South Africa: Supreme Court of Appeal

You are here:
SAFLII >>
Databases >>
South Africa: Supreme Court of Appeal >>
2000 >>
[2000] ZASCA 66
| Noteup
| LawCite
Road Accident Fund v Russell (656/98) [2000] ZASCA 66; 2001 (2) SA 34 (SCA) ; [2001] 1 All SA 160 (A) (24 November 2000)
Download original files |
IN THE SUPREME COURT OF APPEAL
OF SOUTH AFRICA
REPORTABLE
Case number : 656/98
In the matter between :
THE ROAD ACCIDENT FUND
Appellant
and
TERESA DORIS RUSSELL
Respondent
CORAM : Howie, Schutz JJA and Chetty
AJA
HEARD : 13 November 2000
DELIVERED : 24 November
2000
Legal causation - whether death by suicide of a person of
impaired mind and judgment, a novus actus
interveniens
________________________________________________________________
JUDGMENT
________________________________________________________________
CHETTY AJA/
CHETTY AJA :
[1] On 16 August 1989
Michael Henry Russell (the deceased), a roofing contractor of Durban, sustained
severe multiple injuries as
a result of a motor collision, inter alia
concussion with brain damage, scalp lacerations, multiple rib fractures, a
contusion of the left lung, a fracture of the right humerus,
a fracture of the
right femur, a fracture of the right lower tibia, and a fracture dislocation of
the left metatarpals.
[2] The deceased was hospitalised initially at the
King Edward Hospital where he lay in a comatose state for approximately one
month,
whereafter he was transferred to the Addington Hospital where he remained
until his discharge on 22 January 1990. Save for two short
periods of further
hospitalisation in July and October 1990, the deceased lived with his wife, the
respondent, and their children
in the family home until November 1990. In that
month she had him admitted to Morningside Nursing Home where, in January 1991,
he
committed suicide.
[3] It is clear from the evidence of the respondent
that the collision completely transformed the deceased, not only disabling him
physically but moreover seriously affecting his interpersonal relationships.

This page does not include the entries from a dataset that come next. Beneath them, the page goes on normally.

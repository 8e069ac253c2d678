//! Authors repository for database operations

use sqlx::{Pool, Postgres};

use crate::{
    error::{AppError, AppResult},
    models::author::{Author, AuthorInput},
};

const AUTHOR_COLUMNS: &str = "id, first_name, last_name, date_of_birth, date_of_death";

#[derive(Clone)]
pub struct AuthorsRepository {
    pool: Pool<Postgres>,
}

impl AuthorsRepository {
    pub fn new(pool: Pool<Postgres>) -> Self {
        Self { pool }
    }

    /// One page of authors ordered by (last name, first name)
    pub async fn list(&self, limit: i64, offset: i64) -> AppResult<Vec<Author>> {
        let authors = sqlx::query_as::<_, Author>(&format!(
            "SELECT {} FROM authors ORDER BY last_name, first_name, id LIMIT $1 OFFSET $2",
            AUTHOR_COLUMNS
        ))
        .bind(limit)
        .bind(offset)
        .fetch_all(&self.pool)
        .await?;
        Ok(authors)
    }

    pub async fn count(&self) -> AppResult<i64> {
        let count: i64 = sqlx::query_scalar("SELECT COUNT(*) FROM authors")
            .fetch_one(&self.pool)
            .await?;
        Ok(count)
    }

    /// Get author by ID
    pub async fn get_by_id(&self, id: i32) -> AppResult<Author> {
        sqlx::query_as::<_, Author>(&format!("SELECT {} FROM authors WHERE id = $1", AUTHOR_COLUMNS))
            .bind(id)
            .fetch_optional(&self.pool)
            .await?
            .ok_or_else(|| AppError::NotFound(format!("Author with id {} not found", id)))
    }

    pub async fn exists(&self, id: i32) -> AppResult<bool> {
        let exists: bool = sqlx::query_scalar("SELECT EXISTS(SELECT 1 FROM authors WHERE id = $1)")
            .bind(id)
            .fetch_one(&self.pool)
            .await?;
        Ok(exists)
    }

    pub async fn create(&self, data: &AuthorInput) -> AppResult<Author> {
        let author = sqlx::query_as::<_, Author>(&format!(
            r#"
            INSERT INTO authors (first_name, last_name, date_of_birth, date_of_death)
            VALUES ($1, $2, $3, $4)
            RETURNING {}
            "#,
            AUTHOR_COLUMNS
        ))
        .bind(&data.first_name)
        .bind(&data.last_name)
        .bind(data.date_of_birth)
        .bind(data.date_of_death)
        .fetch_one(&self.pool)
        .await?;
        Ok(author)
    }

    pub async fn update(&self, id: i32, data: &AuthorInput) -> AppResult<Author> {
        sqlx::query_as::<_, Author>(&format!(
            r#"
            UPDATE authors
            SET first_name = $1, last_name = $2, date_of_birth = $3, date_of_death = $4
            WHERE id = $5
            RETURNING {}
            "#,
            AUTHOR_COLUMNS
        ))
        .bind(&data.first_name)
        .bind(&data.last_name)
        .bind(data.date_of_birth)
        .bind(data.date_of_death)
        .bind(id)
        .fetch_optional(&self.pool)
        .await?
        .ok_or_else(|| AppError::NotFound(format!("Author with id {} not found", id)))
    }

    /// Delete an author. Their books stay, with the author link cleared.
    pub async fn delete(&self, id: i32) -> AppResult<()> {
        let result = sqlx::query("DELETE FROM authors WHERE id = $1")
            .bind(id)
            .execute(&self.pool)
            .await?;
        if result.rows_affected() == 0 {
            return Err(AppError::NotFound(format!("Author with id {} not found", id)));
        }
        Ok(())
    }
}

She described him prior to the collision as being a
wonderful husband and father
to his children, a fit and healthy individual, a man who loved life. The
collision, however, had rendered
him intolerant, impatient, irritable, subject
to angry outbursts and lacking libido. In short, the man whom she had described
as
a fighter and full of spirit, was completely
transformed.
[4] Approximately two months prior to the deceased’s death
the respondent took the decision to admit the deceased to the nursing
home. The
decision was not taken lightly. It was thrust upon her by events. Shortly
before the deceased’s admission to
the nursing home, the respondent
discovered the deceased on the roof of their house. It seemed to her that he
must have crawled
up the staircase, as he could not walk. The respondent
concluded that the deceased intended committing suicide. The other incident
related to an apparent overdose of pills, which required hospitalisation. The
respondent had become fully engaged in the running
of the family business, with
the result that, notwithstanding trained personnel being employed to watch over
the deceased at home,
she had concluded that he had nonetheless attempted
suicide. Concerned for his future well-being, the respondent considered that
the deceased needed proper care and this could only be provided at the nursing
home. She intended this as a temporary measure pending
a more agreeable
permanent arrangement.
[5] After his admission to the nursing home she
discerned no meaningful change in his personality. Sister Cohen, who was in
charge
of the nursing home and who at times conversed with the deceased, albeit
superficially, opined that the deceased was inwardly unhappy
and from her
observations over a period of time concluded from his inappropriate behaviour
that his mental functioning was clearly
not normal. It was also obvious to her
that the deceased suffered from depression.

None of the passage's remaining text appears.